If you read this blog religiously like I do, you probably know that there are some amazing business benefits to social media. Twitter in particular can be used to engage and communicate with customers, provide real-time customer service, and share your brand voice. Social media can be invaluable in expanding your reach, sharing information, and creating a sense of community.
Of course, with great power comes great responsibility, and consumers judge brands harshly for a Twitter faux pas.
People responsible for their company's social media accounts can learn a lot from the mistakes and triumphs of other brands. We can learn which strategies work and can be emulated, and which should be used with caution.
Anyone who's active on Twitter has probably had varied experiences with brands. Sometimes, they're quick to respond and treat you like an individual person. For example, when I complained that Amazon’s email marketing tactics were aggravating, they politely responded with a suggestion and apology. Although I’m still peeved, their customer service was fast and the response included the individual respondents initials indicating that there was a real person communicating directly with me.
That’s not the experience I had with @24Fox. Instead, I received automated tweets that, ultimately, tarnished my perception of their “brand.” Here’s what happened and what it means for your business on social media:
For those who don’t know, the show 24 ended (tragically) in 2010 leaving viewers to wonder what ever did happen to Jack Bauer. Rumors of a reboot or a movie have been circulating among desperate fans ever since. And then, like the best kind of TV miracle, our beloved, action-packed show was returning and once again we could follow 24 intense, chaotic hours of our favorite ex-government agent. Okay, well technically only 12 hours this time, but it’s 12 more than we expected.

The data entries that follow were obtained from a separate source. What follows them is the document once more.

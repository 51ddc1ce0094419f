//! Entry point of the process a cluster job runs
//!
//! The worker reads the input marker of its worker id, runs the task through a
//! [`TaskRegistry`] and publishes the outcome as output marker. Every failure after the worker
//! id is known ends up in the output marker, the submitting side must never wait for a worker
//! which gave up silently.

use crate::{
    config::default_base_dir,
    handshake::{self, HandshakeError, Outcome, WorkerId, Workdir},
    task::{capture_panic_backtraces, format_failure, TaskRegistry},
};
use clap::Args;
use std::{env, ffi::OsString, path::PathBuf};
use thiserror::Error;
use tracing::{debug, error, info, instrument};

#[derive(Debug, Error)]
pub enum WorkerError {
    #[error(transparent)]
    Handshake(#[from] HandshakeError),
    #[error("Invalid search path: {0}")]
    SearchPath(#[from] env::JoinPathsError),
}

#[derive(Args, Debug, Clone, PartialEq, Eq)]
pub struct WorkerArgs {
    /// Worker id naming the marker files of the task to run
    pub worker_id: String,
    /// Directory prepended to PATH before running the task, may be repeated
    #[arg(long = "search-path")]
    pub search_paths: Vec<PathBuf>,
    /// Directory holding the marker files [default: $CFUT_DIR or .cfut]
    #[arg(long)]
    pub base_dir: Option<PathBuf>,
}

/// Run the task of `worker` and publish its outcome
#[instrument(skip_all, fields(worker = %worker))]
pub fn run_worker(
    registry: &TaskRegistry,
    workdir: &Workdir,
    worker: &WorkerId,
) -> Result<(), HandshakeError> {
    let outcome = match handshake::read_input(workdir, worker) {
        Ok(envelope) => {
            info!(task = %envelope.task, "Running task");
            registry.run(envelope)
        }
        Err(error) => {
            error!(error = %error, "Failed to read task");
            Outcome::Error(format_failure(&error))
        }
    };

    if let Outcome::Error(ref trace) = outcome {
        debug!(trace = %trace, "Task failed");
    }

    handshake::write_output(workdir, worker, &outcome)
}

/// Run every task in `workdir` which has no outcome yet, returns how many ran
pub fn run_outstanding(registry: &TaskRegistry, workdir: &Workdir) -> Result<usize, HandshakeError> {
    let pending = workdir.pending()?;

    for worker in pending.iter() {
        run_worker(registry, workdir, worker)?;
    }

    Ok(pending.len())
}

/// Prepend `paths` to PATH of this process so tasks find tools installed next to the worker
pub fn prepend_search_paths(paths: &[PathBuf]) -> Result<(), env::JoinPathsError> {
    if paths.is_empty() {
        return Ok(());
    }

    let current = env::var_os("PATH").unwrap_or_default();
    let joined = env::join_paths(
        paths
            .iter()
            .cloned()
            .chain(env::split_paths(&current)),
    )?;

    debug!(path = ?joined, "Extended search path");
    env::set_var("PATH", joined);

    Ok(())
}

fn hostname() -> OsString {
    nix::unistd::gethostname().unwrap_or_else(|_| OsString::from("<unknown>"))
}

/// `cfut worker` subcommand
pub fn worker_main(registry: &TaskRegistry, args: WorkerArgs) -> Result<(), WorkerError> {
    capture_panic_backtraces();

    let worker = WorkerId::new(args.worker_id)?;
    let workdir = Workdir::new(args.base_dir.unwrap_or_else(default_base_dir));

    info!(
        host = ?hostname(),
        worker = %worker,
        base_dir = ?workdir.base(),
        "Remote worker started"
    );

    prepend_search_paths(&args.search_paths)?;
    run_worker(registry, &workdir, &worker)?;

    Ok(())
}

#[cfg(test)]
mod tests {
    use super::*;
    use crate::{
        handshake::TaskEnvelope,
        task::{envelope, Task, TaskFailure},
    };
    use serde::{Deserialize, Serialize};
    use serde_yaml::Value;
    use std::collections::BTreeMap;

    #[derive(Serialize, Deserialize)]
    struct WordCount {
        text: String,
    }

    impl Task for WordCount {
        const NAME: &'static str = "test.word_count";
        type Output = BTreeMap<String, usize>;

        fn run(self) -> Result<Self::Output, TaskFailure> {
            if self.text.is_empty() {
                return Err("nothing to count".into());
            }

            let mut counts = BTreeMap::new();
            for word in self.text.split_whitespace() {
                *counts.entry(word.to_owned()).or_insert(0) += 1;
            }
            Ok(counts)
        }
    }

    fn setup() -> (tempfile::TempDir, Workdir, TaskRegistry) {
        let dir = tempfile::tempdir().unwrap();
        let workdir = Workdir::create(dir.path()).unwrap();
        let mut registry = TaskRegistry::new();
        registry.register::<WordCount>().unwrap();

        (dir, workdir, registry)
    }

    #[test]
    fn publishes_the_task_result() {
        let (_dir, workdir, registry) = setup();
        let worker = WorkerId::random();
        let task = WordCount {
            text: "a b a".to_owned(),
        };
        handshake::write_input(&workdir, &worker, &envelope(&task).unwrap()).unwrap();

        run_worker(&registry, &workdir, &worker).unwrap();

        let expected = BTreeMap::from([("a".to_owned(), 2usize), ("b".to_owned(), 1)]);
        assert_eq!(
            handshake::read_output(&workdir, &worker).unwrap(),
            Some(Outcome::Value(serde_yaml::to_value(expected).unwrap()))
        );
    }

    #[test]
    fn task_errors_become_error_outcomes() {
        let (_dir, workdir, registry) = setup();
        let worker = WorkerId::random();
        let task = WordCount {
            text: String::new(),
        };
        handshake::write_input(&workdir, &worker, &envelope(&task).unwrap()).unwrap();

        run_worker(&registry, &workdir, &worker).unwrap();

        match handshake::read_output(&workdir, &worker).unwrap() {
            Some(Outcome::Error(trace)) => assert!(trace.contains("nothing to count")),
            other => panic!("unexpected outcome {other:?}"),
        }
    }

    #[test]
    fn missing_input_still_writes_an_outcome() {
        let (_dir, workdir, registry) = setup();
        let worker = WorkerId::random();

        run_worker(&registry, &workdir, &worker).unwrap();

        assert!(matches!(
            handshake::read_output(&workdir, &worker).unwrap(),
            Some(Outcome::Error(_))
        ));
    }

    #[test]
    fn runs_all_outstanding_tasks_once() {
        let (_dir, workdir, registry) = setup();
        let unknown = TaskEnvelope {
            task: "test.unknown".to_owned(),
            payload: Value::Null,
        };
        handshake::write_input(&workdir, &WorkerId::random(), &unknown).unwrap();
        for text in ["x", "y y"] {
            let task = envelope(&WordCount {
                text: text.to_owned(),
            })
            .unwrap();
            handshake::write_input(&workdir, &WorkerId::random(), &task).unwrap();
        }

        assert_eq!(run_outstanding(&registry, &workdir).unwrap(), 3);
        assert_eq!(run_outstanding(&registry, &workdir).unwrap(), 0);
    }

    #[test]
    fn parses_worker_arguments() {
        use clap::Parser;

        #[derive(Parser)]
        struct Cli {
            #[command(flatten)]
            worker: WorkerArgs,
        }

        let cli = Cli::parse_from([
            "cfut",
            "abc",
            "--search-path",
            "/opt/a",
            "--search-path",
            "/opt/b",
            "--base-dir",
            "/shared/cfut",
        ]);

        assert_eq!(
            cli.worker,
            WorkerArgs {
                worker_id: "abc".to_owned(),
                search_paths: vec![PathBuf::from("/opt/a"), PathBuf::from("/opt/b")],
                base_dir: Some(PathBuf::from("/shared/cfut")),
            }
        );
    }
}
use super::{Backend, BackendError, JobHandle, WorkerCommand};
use crate::{
    config::CondorConfig,
    handshake::{random_string, remove_file, WorkerId, Workdir},
    shell::Shell,
    wait::{CondorLogStrategy, WaitStrategy},
};
use itertools::Itertools;
use once_cell::sync::Lazy;
use regex::Regex;
use std::path::{Path, PathBuf};
use tracing::{debug, info, warn};

// `condor_submit -v` prints `** Proc <cluster>.0:` for the single queued process
static PROC_ID: Lazy<Regex> =
    Lazy::new(|| Regex::new(r"Proc (\d+)\.0").expect("proc id pattern is valid"));

const STDOUT_PREFIX: &str = "condorpy.stdout.";
const STDERR_PREFIX: &str = "condorpy.stderr.";

/// Cluster id of the job submitted by `condor_submit -v`
pub fn parse_cluster_id(stdout: &str) -> Option<JobHandle> {
    PROC_ID
        .captures(stdout)
        .and_then(|captures| captures[1].parse().ok())
        .map(JobHandle)
}

/// Quote arguments in the double quoted syntax of the `Arguments` command
pub fn condor_arguments<S: AsRef<str>>(arguments: &[S]) -> String {
    let words = arguments
        .iter()
        .map(|argument| {
            let argument = argument.as_ref().replace('"', "\"\"");

            if argument.is_empty() || argument.contains(|c: char| c.is_whitespace() || c == '\'') {
                format!("'{}'", argument.replace('\'', "''"))
            } else {
                argument
            }
        })
        .join(" ");

    format!("\"{words}\"")
}

#[derive(Debug)]
pub struct CondorBackend {
    submit: String,
    universe: String,
    workdir: Workdir,
    shell: Shell,
    worker: WorkerCommand,
    keep_logs: bool,
    // user log shared by all jobs of this executor
    log: PathBuf,
}

impl CondorBackend {
    pub fn load(
        config: &CondorConfig,
        workdir: Workdir,
        shell: Shell,
        worker: WorkerCommand,
        keep_logs: bool,
    ) -> Self {
        let log = workdir.file(format!("cfut.log.{}.txt", random_string(32)));

        Self {
            submit: config.submit.clone(),
            universe: config.universe.clone(),
            workdir,
            shell,
            worker,
            keep_logs,
            log,
        }
    }

    pub fn log(&self) -> &Path {
        &self.log
    }

    fn stdout_file(&self, cluster: &str) -> PathBuf {
        self.workdir.file(format!("{STDOUT_PREFIX}{cluster}.log"))
    }

    fn stderr_file(&self, cluster: &str) -> PathBuf {
        self.workdir.file(format!("{STDERR_PREFIX}{cluster}.log"))
    }

    /// Submit description running the remote worker for `worker`
    pub fn description(&self, worker: &WorkerId) -> String {
        let arguments = self.worker.arguments(worker, &self.workdir, &[]);

        [
            format!("Executable = {}", self.worker.program.display()),
            format!("Universe = {}", self.universe),
            format!("Log = {}", self.log.display()),
            format!("output = {}", self.stdout_file("$(Cluster)").display()),
            format!("error = {}", self.stderr_file("$(Cluster)").display()),
            format!("Arguments = {}", condor_arguments(&arguments)),
            "Queue".to_owned(),
        ]
        .join("\n")
    }
}

impl Backend for CondorBackend {
    fn start(
        &self,
        worker: &WorkerId,
        setup_lines: Option<&[String]>,
    ) -> Result<JobHandle, BackendError> {
        if setup_lines.is_some() {
            // submit descriptions have no notion of a job script
            debug!("Condor ignores additional setup lines");
        }

        let description = self.description(worker);
        let output = self
            .shell
            .check_call(&format!("{} -v", self.submit), Some(description.as_bytes()))?;
        let stdout = output.stdout_lossy();

        let job = parse_cluster_id(&stdout).ok_or(BackendError::MalformedReply(stdout))?;
        info!(job = %job, worker = %worker, "Submitted Condor job");

        Ok(job)
    }

    fn cleanup(&self, job: JobHandle) -> Result<(), BackendError> {
        if self.keep_logs {
            return Ok(());
        }

        let cluster = job.to_string();
        remove_file(&self.stdout_file(&cluster))?;
        remove_file(&self.stderr_file(&cluster))?;

        Ok(())
    }

    fn strategies(&self) -> Vec<Box<dyn WaitStrategy>> {
        vec![Box::new(CondorLogStrategy::new(self.log.clone()))]
    }

    fn shutdown(&self) -> Result<(), BackendError> {
        if self.keep_logs {
            return Ok(());
        }

        if let Err(error) = remove_file(&self.log) {
            warn!(log = ?self.log, error = %error, "Failed to remove Condor user log");
            return Err(error.into());
        }

        Ok(())
    }
}

#[cfg(test)]
mod tests {
    use super::*;
    use rstest::rstest;
    use std::fs;

    fn backend(dir: &Path, submit: String, keep_logs: bool) -> CondorBackend {
        let config = CondorConfig {
            submit,
            ..CondorConfig::default()
        };
        let worker = WorkerCommand {
            program: PathBuf::from("/opt/cfut/bin/cfut"),
            args: vec!["worker".to_owned()],
        };

        CondorBackend::load(
            &config,
            Workdir::new(dir),
            Shell::default(),
            worker,
            keep_logs,
        )
    }

    #[rstest]
    #[case("Submitting job(s).\n1 job(s) submitted to cluster 12.\n\n** Proc 12.0:\n", Some(12))]
    #[case("Proc 0.0", Some(0))]
    #[case("ERROR: Failed to connect to local queue manager", None)]
    fn cluster_ids(#[case] stdout: &str, #[case] job: Option<u64>) {
        assert_eq!(parse_cluster_id(stdout), job.map(JobHandle));
    }

    #[rstest]
    #[case(&["worker", "abc"], r#""worker abc""#)]
    #[case(&["with space"], r#""'with space'""#)]
    #[case(&["it's"], r#""'it''s'""#)]
    #[case(&["say \"hi\""], r#""'say ""hi""'""#)]
    #[case(&[""], r#""''""#)]
    fn arguments_are_quoted(#[case] arguments: &[&str], #[case] expected: &str) {
        assert_eq!(condor_arguments(arguments), expected);
    }

    #[test]
    fn description_runs_the_worker() {
        let dir = tempfile::tempdir().unwrap();
        let backend = backend(dir.path(), "condor_submit".to_owned(), false);
        let worker = WorkerId::new("abc").unwrap();

        let description = backend.description(&worker);
        let base = dir.path().display();

        assert_eq!(
            description,
            format!(
                "Executable = /opt/cfut/bin/cfut\n\
                 Universe = vanilla\n\
                 Log = {}\n\
                 output = {base}/condorpy.stdout.$(Cluster).log\n\
                 error = {base}/condorpy.stderr.$(Cluster).log\n\
                 Arguments = \"worker abc --base-dir {base}\"\n\
                 Queue",
                backend.log().display()
            )
        );
    }

    #[test]
    fn start_submits_the_description() {
        let dir = tempfile::tempdir().unwrap();
        let received = dir.path().join("received");
        let script = dir.path().join("condor_submit");
        fs::write(
            &script,
            format!(
                "cat > {}\necho \"$@\" >> {}\necho '** Proc 42.0:'",
                received.display(),
                received.with_extension("args").display()
            ),
        )
        .unwrap();
        let backend = backend(dir.path(), format!("sh {}", script.display()), false);
        let worker = WorkerId::new("abc").unwrap();

        assert_eq!(backend.start(&worker, None).unwrap(), JobHandle(42));
        assert_eq!(
            fs::read_to_string(&received).unwrap(),
            backend.description(&worker)
        );
        assert_eq!(
            fs::read_to_string(received.with_extension("args")).unwrap(),
            "-v\n"
        );
    }

    #[test]
    fn unexpected_replies_are_errors() {
        let dir = tempfile::tempdir().unwrap();
        let backend = backend(dir.path(), "echo submitted".to_owned(), false);

        assert!(matches!(
            backend.start(&WorkerId::random(), None),
            Err(BackendError::MalformedReply(_))
        ));
    }

    #[test]
    fn cleanup_removes_job_output() {
        let dir = tempfile::tempdir().unwrap();
        let backend = backend(dir.path(), "condor_submit".to_owned(), false);
        fs::write(dir.path().join("condorpy.stdout.3.log"), "").unwrap();
        fs::write(dir.path().join("condorpy.stderr.3.log"), "").unwrap();
        fs::write(backend.log(), "").unwrap();

        backend.cleanup(JobHandle(3)).unwrap();
        // files already gone are fine
        backend.cleanup(JobHandle(3)).unwrap();
        assert!(!dir.path().join("condorpy.stdout.3.log").exists());
        assert!(!dir.path().join("condorpy.stderr.3.log").exists());

        backend.shutdown().unwrap();
        assert!(!backend.log().exists());
    }

    #[test]
    fn keep_logs_leaves_files_alone() {
        let dir = tempfile::tempdir().unwrap();
        let backend = backend(dir.path(), "condor_submit".to_owned(), true);
        fs::write(dir.path().join("condorpy.stdout.3.log"), "").unwrap();
        fs::write(backend.log(), "").unwrap();

        backend.cleanup(JobHandle(3)).unwrap();
        backend.shutdown().unwrap();

        assert!(dir.path().join("condorpy.stdout.3.log").exists());
        assert!(backend.log().exists());
    }
}
//! Typed tasks and the registry remote workers dispatch them through
//!
//! A task is a serializable value carrying its own arguments. It travels as a
//! [`TaskEnvelope`] naming the task type, the worker looks the name up in a [`TaskRegistry`]
//! and runs it through a type erased [`DynTask`].

use crate::handshake::{Outcome, TaskEnvelope};
use serde::{de::DeserializeOwned, Serialize};
use std::{
    any::Any,
    backtrace::Backtrace,
    cell::RefCell,
    collections::BTreeMap,
    error::Error,
    fmt::Write,
    marker::PhantomData,
    panic::{self, AssertUnwindSafe},
};
use thiserror::Error;
use tracing::{debug, warn};

/// Error type tasks report failures with
pub type TaskFailure = Box<dyn Error + Send + Sync + 'static>;

/// A unit of work which can run on a remote host
///
/// ```ignore
/// #[derive(Serialize, Deserialize)]
/// struct Square(i64);
///
/// impl Task for Square {
///     const NAME: &'static str = "example.square";
///     type Output = i64;
///
///     fn run(self) -> Result<i64, TaskFailure> {
///         Ok(self.0 * self.0)
///     }
/// }
/// ```
pub trait Task: Serialize + DeserializeOwned + Send + 'static {
    /// name the task is registered under, has to be identical on both sides
    const NAME: &'static str;
    type Output: Serialize + DeserializeOwned + Send + 'static;

    fn run(self) -> Result<Self::Output, TaskFailure>;
}

/// Wrap a task for the input marker
pub fn envelope<T: Task>(task: &T) -> Result<TaskEnvelope, serde_yaml::Error> {
    Ok(TaskEnvelope {
        task: T::NAME.to_owned(),
        payload: serde_yaml::to_value(task)?,
    })
}

/// Object safe view of a [`Task`] type
pub trait DynTask: Send + Sync {
    fn name(&self) -> &'static str;
    /// decode the payload, run the task and encode its output, failures are formatted
    fn run_dyn(&self, payload: serde_yaml::Value) -> Result<serde_yaml::Value, String>;
}

struct TypedTask<T>(PhantomData<fn() -> T>);

impl<T: Task> DynTask for TypedTask<T> {
    fn name(&self) -> &'static str {
        T::NAME
    }

    fn run_dyn(&self, payload: serde_yaml::Value) -> Result<serde_yaml::Value, String> {
        let task: T = serde_yaml::from_value(payload)
            .map_err(|error| format!("Failed to decode task `{}`: {error}", T::NAME))?;
        let output = task.run().map_err(|error| format_failure(error.as_ref()))?;

        serde_yaml::to_value(output)
            .map_err(|error| format!("Failed to encode the result of `{}`: {error}", T::NAME))
    }
}

#[derive(Debug, Error)]
pub enum RegistryError {
    #[error("Task '{0}' is already registered")]
    AlreadyRegistered(&'static str),
}

#[derive(Default)]
/// Map of task name -> runner, built once when a worker starts
pub struct TaskRegistry {
    tasks: BTreeMap<&'static str, Box<dyn DynTask>>,
}

impl TaskRegistry {
    pub fn new() -> Self {
        Self::default()
    }

    pub fn register<T: Task>(&mut self) -> Result<(), RegistryError> {
        if self.tasks.contains_key(T::NAME) {
            return Err(RegistryError::AlreadyRegistered(T::NAME));
        }

        self.tasks
            .insert(T::NAME, Box::new(TypedTask::<T>(PhantomData)));
        Ok(())
    }

    pub fn contains(&self, name: &str) -> bool {
        self.tasks.contains_key(name)
    }

    pub fn names(&self) -> impl Iterator<Item = &'static str> + '_ {
        self.tasks.keys().copied()
    }

    /// Run the task described by `envelope`
    ///
    /// Never fails: unknown tasks, errors returned by the task and panics all end up as
    /// [`Outcome::Error`] carrying a readable trace.
    pub fn run(&self, envelope: TaskEnvelope) -> Outcome {
        let Some(task) = self.tasks.get(envelope.task.as_str()) else {
            warn!(task = %envelope.task, "Received unknown task");

            return Outcome::Error(format!(
                "Task `{}` is not registered with this worker (known tasks: {})",
                envelope.task,
                self.tasks.keys().copied().collect::<Vec<_>>().join(", ")
            ));
        };

        debug!(task = task.name(), "Running task");
        match panic::catch_unwind(AssertUnwindSafe(|| task.run_dyn(envelope.payload))) {
            Ok(Ok(value)) => Outcome::Value(value),
            Ok(Err(trace)) => Outcome::Error(trace),
            Err(payload) => Outcome::Error(format_panic(task.name(), payload)),
        }
    }
}

/// Format an error and its chain of sources
pub fn format_failure(error: &(dyn Error + 'static)) -> String {
    let mut text = error.to_string();
    let mut source = error.source();

    if source.is_some() {
        text.push_str("\n\nCaused by:");
    }

    let mut depth = 0;
    while let Some(cause) = source {
        // writing into a String can't fail
        let _ = write!(text, "\n    {depth}: {cause}");
        depth += 1;
        source = cause.source();
    }

    text
}

thread_local! {
    static PANIC_BACKTRACE: RefCell<Option<Backtrace>> = RefCell::new(None);
}

/// Install a panic hook recording a backtrace for every panic, the backtrace is attached to
/// the outcome of panicking tasks
///
/// Meant for worker processes, the previous hook still runs afterwards.
pub fn capture_panic_backtraces() {
    let previous = panic::take_hook();

    panic::set_hook(Box::new(move |info| {
        PANIC_BACKTRACE.with(|slot| *slot.borrow_mut() = Some(Backtrace::force_capture()));
        previous(info);
    }));
}

fn format_panic(name: &str, payload: Box<dyn Any + Send>) -> String {
    let message = payload
        .downcast_ref::<&str>()
        .map(|message| message.to_string())
        .or_else(|| payload.downcast_ref::<String>().cloned())
        .unwrap_or_else(|| "<non-string panic payload>".to_owned());

    let mut text = format!("Task `{name}` panicked: {message}");

    if let Some(backtrace) = PANIC_BACKTRACE.with(|slot| slot.borrow_mut().take()) {
        let _ = write!(text, "\n\nBacktrace:\n{backtrace}");
    }

    text
}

It’s this excitement for the return of Jack Bauer that made the #JackIsBack hashtag so successful. Fox introduced the hashtag during the show’s teaser trailer (below).
As a devoted fan, you can imagine my excitement when I was unexpectedly mentioned in this tweet about an hour before a new episode aired:
24 wants my opinion?! Of course I’m going to participate in the conversation when they’re reaching out to me. Especially when I could talk forever about Jack Bauer. I eagerly responded.
As a brand, this is what you want out of social media. I'm interacting, telling them how important their "product" is to me, and promoting them on my own account. Much to my surprise, they mentioned me again. The tweet seemed like it was in response to my comment and that we were having a conversation, 140 characters at a time.
.@24fox yes and then immediately after one of them will be kidnapped by the Chinese. Because true love always prevails, unless you're Jack— Lauren Longo (@llongo510) June 24, 2014
Rather than a response, @24Fox mentioned me in another tweet, reminding me what time the show started.
Now, it was probably my own enthusiastic fandom that prevented me from realizing in the first place what was really happening. However, during the previous week’s episode I’d been tweeting about the show and interacting with other fans, so I thought they’d chosen some people to reach out to and get the conversation started early.
That would have been an excellent social media strategy. Engaging directly with fans right before the action to get people talking about your product (in this case, a show), especially when you already know they're promoters, is a great way to get people engaged.
Technically, that's what they were doing but their execution of the plan could use improvement.
As marketers, we know it's impossible to constantly man your brand's Twitter account. At least, if it's possible it sounds like a tedious life. Even marketers have to sleep. Scheduling tweets ahead of time can be a huge timesaver. However, if you're going to interact directly with specific customers, make sure it's a real person providing an authentic experience. Tweeting the same message to dozens (or more) people is deceptive, anti-social, and a little spammy.
This is a glimpse at @24Fox’s feed following the episode:
Now, maybe they happen to have a really fast tweeter on staff, or a few of them. Maybe it really was someone engaging in a conversation with me. The point is that it didn’t feel that way and once I saw dozens of the same tweet, I felt like I’d been played. I’m a huge fan and now I feel manipulated.
This might not seem like a big deal in the long run. 24 has plenty of other fans. But think about this scenario in terms of your business. What kind of message are you sending? What conversations are you having? Are you using your fans for free publicity or are you making customers fall even more in love with you?
There’s a time and a place for automation. Marketing automation can feel like a lifesaver. When you want to convert leads and delight customers, however, your brand has to be more human than robot. @24Fox has over 100,000 Twitter followers. Understandably, they can't respond to everyone who mentions them. If they are the ones reaching out though, they should be prepared to follow through.
Looking at their feed today, it appears they are trying to shake things up. While they've included the same few gifs in their mentions, the messages vary. Hopefully, they've learned to avoid mass, automated tweets.